● TASK GOAL
Your answer should be only the lines below from the one with "pub struct MirrorMeta" to the one with "a CDN fallback", repeated exactly, ends included.
START EXERCISE INPUTS
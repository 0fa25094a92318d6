//! Render-ready snapshot of the board.
//!
//! Hosts draw from these structs instead of poking at live state. The
//! snapshot is plain data: comparing two of them is how tests assert that
//! an operation changed nothing.

use schemars::JsonSchema;
use serde::{Deserialize, Serialize};

use crate::models::player::Player;

use super::FormationBoard;

/// One slot as the host should draw it.
#[derive(Debug, Clone, PartialEq, Serialize, Deserialize, JsonSchema)]
pub struct SlotExport {
    pub id: String,
    pub label: String,
    /// Template center, percent of pitch width (0-100).
    pub x: f32,
    /// Template center, percent of pitch height (0-100).
    pub y: f32,
    pub player: Option<Player>,
}

/// The full board snapshot.
#[derive(Debug, Clone, PartialEq, Serialize, Deserialize, JsonSchema)]
pub struct BoardExport {
    pub formation: String,
    /// Bench players in display order.
    pub roster: Vec<Player>,
    /// Slots in formation order.
    pub slots: Vec<SlotExport>,
    /// Slot id the open drag would land in, if any.
    pub highlighted: Option<String>,
    /// Player id being dragged, if a session is open.
    pub dragging: Option<String>,
}

impl FormationBoard {
    pub fn to_export(&self) -> BoardExport {
        let mut slots = Vec::with_capacity(self.slots().len());
        for slot in self.slots() {
            slots.push(SlotExport {
                id: slot.id.clone(),
                label: slot.label.clone(),
                x: slot.x,
                y: slot.y,
                player: slot.occupant.clone(),
            });
        }

        BoardExport {
            formation: self.formation().name.clone(),
            roster: self.roster().to_vec(),
            slots,
            highlighted: self.highlighted_slot().map(str::to_string),
            dragging: self.dragging_player().map(|p| p.id.clone()),
        }
    }
}
//! Domain models: players, squads and match-day state.

pub mod matchday;
pub mod player;
pub mod squad;

pub use matchday::{MatchdaySetup, TeamSide};
pub use player::{default_roster, PitchRole, Player};
pub use squad::{Squad, SquadDirectory, SquadRole};
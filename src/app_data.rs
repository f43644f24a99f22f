//! Application data embedded from TOML/JSON files at compile time.
//!
//! This module provides access to application-level constants that are:
//! - Embedded at compile time via `include_str!`
//! - Parsed lazily on first access via `OnceLock`
//! - Immutable at runtime
//!
//! This is distinct from `config.rs` which handles user overrides.
//! App data defines the shipped defaults (mirror endpoints, timings, the bundled
//! catalog), while config lets the user point the loader somewhere else.
//!
//! Data files are located in `embedded/`:
//! - `mirror_config.toml` - Mirror endpoints and loader timings
//! - `gamelist.json` - Bundled copy of the detectable games catalog

use serde::Deserialize;
use std::sync::OnceLock;

// Embed data files at compile time
const MIRROR_CONFIG_TOML: &str = include_str!("../embedded/mirror_config.toml");
const BUNDLED_GAMELIST_JSON: &str = include_str!("../embedded/gamelist.json");

// ============================================================================
// Mirror Configuration
// ============================================================================

/// Shipped mirror endpoints and timings
#[derive(Debug, Deserialize)]
pub struct MirrorConfig {
    pub catalog: EndpointPair,
    pub meta: EndpointPair,
    pub http: HttpConfig,
    pub loader: LoaderConfig,
}

/// A primary URL and the CDN copy tried when it fails
#[derive(Debug, Clone, Deserialize)]
pub struct EndpointPair {
    pub primary: String,
    pub fallback: String,
}

#[derive(Debug, Deserialize)]
pub struct HttpConfig {
    pub timeout_secs: u64,
}

#[derive(Debug, Deserialize)]
pub struct LoaderConfig {
    /// Delay between merge and the "all done" flag
    pub settle_delay_ms: u64,
}

/// Get mirror configuration (lazy-loaded)
pub fn mirror_config() -> &'static MirrorConfig {
    static CONFIG: OnceLock<MirrorConfig> = OnceLock::new();
    CONFIG.get_or_init(|| {
        toml::from_str(MIRROR_CONFIG_TOML).unwrap_or_else(|e| {
            panic!("Failed to parse mirror_config.toml: {}", e);
        })
    })
}

// ============================================================================
// Bundled Catalog
// ============================================================================

/// Raw JSON of the catalog shipped with the binary.
///
/// Left unparsed here: loading it is a guarded step of the loader, not a
/// startup invariant.
pub fn bundled_gamelist_json() -> &'static str {
    BUNDLED_GAMELIST_JSON
}

#[cfg(test)]
mod tests {
    use super::*;

    #[test]
    fn test_mirror_config_parses() {
        let config = mirror_config();
        assert!(config.catalog.primary.starts_with("https://"));
        assert!(config.catalog.fallback.starts_with("https://"));
        assert!(config.meta.primary.ends_with("meta.json"));
        assert!(config.meta.fallback.ends_with("meta.json"));
        assert_eq!(config.loader.settle_delay_ms, 1800);
        assert!(config.http.timeout_secs > 0);
    }

    #[test]
    fn test_catalog_and_meta_hosts_differ_per_tier() {
        let config = mirror_config();
        assert_ne!(config.catalog.primary, config.catalog.fallback);
        assert_ne!(config.meta.primary, config.meta.fallback);
    }

    #[test]
    fn test_bundled_gamelist_is_json_array() {
        let value: serde_json::Value = serde_json::from_str(bundled_gamelist_json()).unwrap();
        assert!(value.as_array().is_some_and(|a| !a.is_empty()));
    }
}
//! Game list loading with mirror fallback.
//!
//! `GameListLoader` resolves the active catalog:
//!
//! 1. The mirror chain (primary, then CDN fallback) and the bundled catalog are
//!    fetched concurrently; neither cancels the other.
//! 2. Mirror metadata is fetched in a detached task and lands in the published
//!    state whenever it resolves.
//! 3. The mirror payload wins if it passes `is_valid_game_list`, otherwise the
//!    bundled list is used.
//! 4. After a settle delay `all_fetch_done` flips, giving front ends a fixed
//!    loading window instead of a flicker.
//!
//! State is published through a `watch` channel. Overlapping calls to
//! `fetch_game_list` are not guarded; callers serialize them.

use std::path::PathBuf;
use std::sync::{Arc, Mutex};
use std::time::Duration;

use serde::Serialize;
use serde_json::Value;
use sha2::{Digest, Sha256};
use thiserror::Error;
use tokio::sync::watch;

use crate::activity::{ActivityLog, LogLevel};
use crate::app_data::{bundled_gamelist_json, mirror_config};
use crate::catalog::{decode_game_list, is_valid_game_list, parse_game_list, GameRecord};
use crate::dialog::{Dialog, MessageOptions};
use crate::mirror::{fetch_json, FetchError, MirrorFetcher, MirrorMeta, MirrorUrls};
use crate::task::SettleTimer;

/// Recorded in `fetch_error` when the whole mirror chain failed
pub const MIRROR_ERROR: &str = "Failed to fetch the game list from the mirror.";

/// Title of the dialog shown when no source could be loaded
pub const TOTAL_FAILURE_TITLE: &str = "Error fetching games";

/// Errors loading the bundled catalog
#[derive(Error, Debug)]
pub enum LoaderError {
    #[error("Failed to read bundled game list: {0}")]
    BundledIo(#[from] std::io::Error),

    #[error("Failed to parse bundled game list: {0}")]
    BundledParse(#[from] serde_json::Error),
}

/// Where the offline catalog comes from
#[derive(Debug, Clone, PartialEq, Eq, Default)]
pub enum BundledSource {
    /// The copy compiled into the binary
    #[default]
    Embedded,
    /// A JSON file on disk
    File(PathBuf),
}

/// Which source the active list came from
#[derive(Debug, Clone, Copy, PartialEq, Eq, Serialize)]
#[serde(rename_all = "lowercase")]
pub enum CatalogSource {
    Mirror,
    Bundled,
}

/// Progress of one `fetch_game_list` invocation
#[derive(Debug, Clone, Copy, PartialEq, Eq, Default, Serialize)]
#[serde(rename_all = "lowercase")]
pub enum LoadPhase {
    #[default]
    Idle,
    Fetching,
    Merged,
    Settling,
    Done,
}

impl LoadPhase {
    /// Get a human-readable description of the current phase
    pub fn description(&self) -> &'static str {
        match self {
            LoadPhase::Idle => "Idle",
            LoadPhase::Fetching => "Fetching game lists...",
            LoadPhase::Merged => "Game list selected",
            LoadPhase::Settling => "Finishing up...",
            LoadPhase::Done => "Ready",
        }
    }
}
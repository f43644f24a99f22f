//! HTTP access to the catalog mirrors.
//!
//! This module provides:
//!
//! - `MirrorFetcher`: The seam the loader fetches through (real HTTP or a test double)
//! - `HttpFetcher`: reqwest-backed implementation with a user agent and timeout
//! - `MirrorMeta`: Freshness/provenance descriptor published next to the catalog
//! - `MirrorUrls`: Primary and CDN endpoints for both the catalog and its meta
//!
//! Every non-2xx response is an error, so callers can treat "unavailable" and
//! "unreachable" the same way when deciding to fall back.

use std::future::Future;
use std::time::Duration;

use chrono::{DateTime, Utc};
use serde::de::DeserializeOwned;
use serde::{Deserialize, Serialize};
use thiserror::Error;

use crate::app_data::mirror_config;

/// User agent for mirror requests
const USER_AGENT: &str = concat!("detectable-catalog/", env!("CARGO_PKG_VERSION"));

/// Errors from a single mirror request
#[derive(Error, Debug)]
pub enum FetchError {
    #[error("HTTP {0}")]
    Status(u16),

    #[error("Timed out after {0:?}")]
    Timeout(Duration),

    #[error("Request failed: {0}")]
    Transport(#[from] reqwest::Error),

    #[error("Invalid JSON: {0}")]
    Decode(#[from] serde_json::Error),
}

/// Freshness descriptor for the remote catalog.
///
/// Purely informational: never used to decide which list is active.
#[derive(Debug, Clone, PartialEq, Eq, Serialize, Deserialize)]
pub struct MirrorMeta {
    pub last_updated: String,
    #[serde(default)]
    pub etag: Option<String>,
    pub source_url: String,
    pub sha256: String,
    pub status: String,
    #[serde(default, skip_serializing_if = "Option::is_none")]
    pub items_count: Option<u64>,
}

impl MirrorMeta {
    /// Parse `last_updated` as an RFC 3339 timestamp
    pub fn updated_at(&self) -> Option<DateTime<Utc>> {
        DateTime::parse_from_rfc3339(&self.last_updated)
            .ok()
            .map(|t| t.with_timezone(&Utc))
    }

    /// Whole hours since the last mirror update
    pub fn age_hours(&self, now: DateTime<Utc>) -> Option<i64> {
        self.updated_at().map(|t| (now - t).num_hours().max(0))
    }

    /// One-line description used in the activity log
    pub fn summary(&self) -> String {
        format!("Mirror: {} | Updated: {}", self.status, self.last_updated)
    }
}

/// Catalog and meta endpoints, each with a CDN fallback
#[derive(Debug, Clone, PartialEq, Eq)]
pub struct MirrorUrls {
    pub catalog_primary: String,
    pub catalog_fallback: String,
    pub meta_primary: String,
    pub meta_fallback: String,
}

impl Default for MirrorUrls {
    fn default() -> Self {
        let config = mirror_config();
        Self {
            catalog_primary: config.catalog.primary.clone(),
            catalog_fallback: config.catalog.fallback.clone(),
            meta_primary: config.meta.primary.clone(),
            meta_fallback: config.meta.fallback.clone(),
        }
    }
}

/// Something that can GET a URL and hand back the body of a successful response
pub trait MirrorFetcher: Clone + Send + Sync + 'static {
    fn fetch_bytes(&self, url: &str) -> impl Future<Output = Result<Vec<u8>, FetchError>> + Send;
}

/// GET `url` and decode the body as JSON
pub async fn fetch_json<F, T>(fetcher: &F, url: &str) -> Result<T, FetchError>
where
    F: MirrorFetcher,
    T: DeserializeOwned,
{
    let bytes = fetcher.fetch_bytes(url).await?;
    Ok(serde_json::from_slice(&bytes)?)
}

/// reqwest-backed fetcher
#[derive(Clone)]
pub struct HttpFetcher {
    client: reqwest::Client,
    timeout: Duration,
}

impl HttpFetcher {
    /// Create a fetcher with the given per-request timeout
    pub fn new(timeout: Duration) -> Result<Self, FetchError> {
        let client = reqwest::Client::builder()
            .user_agent(USER_AGENT)
            .timeout(timeout)
            .build()?;

        Ok(Self { client, timeout })
    }

    fn request_error(&self, e: reqwest::Error) -> FetchError {
        if e.is_timeout() {
            FetchError::Timeout(self.timeout)
        } else {
            FetchError::Transport(e)
        }
    }
}

impl MirrorFetcher for HttpFetcher {
    async fn fetch_bytes(&self, url: &str) -> Result<Vec<u8>, FetchError> {
        let start = std::time::Instant::now();
        let response = self
            .client
            .get(url)
            .send()
            .await
            .map_err(|e| self.request_error(e))?;

        if !response.status().is_success() {
            let status = response.status().as_u16();
            tracing::debug!("GET {} -> {}", url, status);
            return Err(FetchError::Status(status));
        }

        let body = response.bytes().await.map_err(|e| self.request_error(e))?;
        tracing::debug!(
            "GET {} -> {} bytes in {:.1}s",
            url,
            body.len(),
            start.elapsed().as_secs_f32()
        );
        Ok(body.to_vec())
    }
}
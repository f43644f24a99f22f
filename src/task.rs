//! Delayed task utilities
//!
//! Provides a cancellable one-shot callback scheduled on the tokio runtime.

use std::time::Duration;

use tokio::sync::oneshot;
use tokio::task::JoinHandle;

/// A callback that runs once after a delay unless cancelled first.
///
/// Dropping the timer cancels it as well, so replacing a stored timer never
/// lets the old callback fire.
pub struct SettleTimer {
    cancel: Option<oneshot::Sender<()>>,
    handle: JoinHandle<()>,
}

impl SettleTimer {
    /// Schedule `on_fire` to run after `delay`
    pub fn schedule<F>(delay: Duration, on_fire: F) -> Self
    where
        F: FnOnce() + Send + 'static,
    {
        let (cancel_tx, cancel_rx) = oneshot::channel::<()>();

        let handle = tokio::spawn(async move {
            tokio::select! {
                _ = tokio::time::sleep(delay) => on_fire(),
                // Fires on explicit cancel and on drop of the sender
                _ = cancel_rx => {}
            }
        });

        Self {
            cancel: Some(cancel_tx),
            handle,
        }
    }

    /// Whether the callback already ran or the timer was cancelled
    pub fn is_finished(&self) -> bool {
        self.handle.is_finished()
    }

    /// Cancel the timer.
    ///
    /// Returns false if the callback had already run.
    pub fn cancel(mut self) -> bool {
        let pending = !self.is_finished();
        if let Some(tx) = self.cancel.take() {
            let _ = tx.send(());
        }
        pending
    }
}

#[cfg(test)]
mod tests {
    use super::*;
    use std::sync::Arc;
    use std::sync::atomic::{AtomicUsize, Ordering};

    #[tokio::test(start_paused = true)]
    async fn test_fires_after_delay() {
        let fired = Arc::new(AtomicUsize::new(0));
        let counter = Arc::clone(&fired);
        let timer = SettleTimer::schedule(Duration::from_millis(1800), move || {
            counter.fetch_add(1, Ordering::SeqCst);
        });

        tokio::time::sleep(Duration::from_millis(1799)).await;
        assert_eq!(fired.load(Ordering::SeqCst), 0);

        tokio::time::sleep(Duration::from_millis(2)).await;
        assert_eq!(fired.load(Ordering::SeqCst), 1);
        assert!(timer.is_finished());
        assert!(!timer.cancel());
    }

    #[tokio::test(start_paused = true)]
    async fn test_cancel_prevents_callback() {
        let fired = Arc::new(AtomicUsize::new(0));
        let counter = Arc::clone(&fired);
        let timer = SettleTimer::schedule(Duration::from_millis(500), move || {
            counter.fetch_add(1, Ordering::SeqCst);
        });

        tokio::time::sleep(Duration::from_millis(100)).await;
        assert!(timer.cancel());

        tokio::time::sleep(Duration::from_secs(2)).await;
        assert_eq!(fired.load(Ordering::SeqCst), 0);
    }

    #[tokio::test(start_paused = true)]
    async fn test_drop_cancels() {
        let fired = Arc::new(AtomicUsize::new(0));
        let counter = Arc::clone(&fired);
        drop(SettleTimer::schedule(Duration::from_millis(10), move || {
            counter.fetch_add(1, Ordering::SeqCst);
        }));

        tokio::time::sleep(Duration::from_millis(50)).await;
        assert_eq!(fired.load(Ordering::SeqCst), 0);
    }
}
END EXERCISE INPUTS
● YOUR SOLUTION
pub struct MirrorMeta {
    pub last_updated: String,
    #[serde(default)]
    pub etag: Option<String>,
    pub source_url: String,
    pub sha256: String,
    pub status: String,
    #[serde(default, skip_serializing_if = "Option::is_none")]
    pub items_count: Option<u64>,
}

impl MirrorMeta {
    /// Parse `last_updated` as an RFC 3339 timestamp
    pub fn updated_at(&self) -> Option<DateTime<Utc>> {
        DateTime::parse_from_rfc3339(&self.last_updated)
            .ok()
            .map(|t| t.with_timezone(&Utc))
    }

    /// Whole hours since the last mirror update
    pub fn age_hours(&self, now: DateTime<Utc>) -> Option<i64> {
        self.updated_at().map(|t| (now - t).num_hours().max(0))
    }

    /// One-line description used in the activity log
    pub fn summary(&self) -> String {
        format!("Mirror: {} | Updated: {}", self.status, self.last_updated)
    }
}

/// Catalog and meta endpoints, each with a CDN fallback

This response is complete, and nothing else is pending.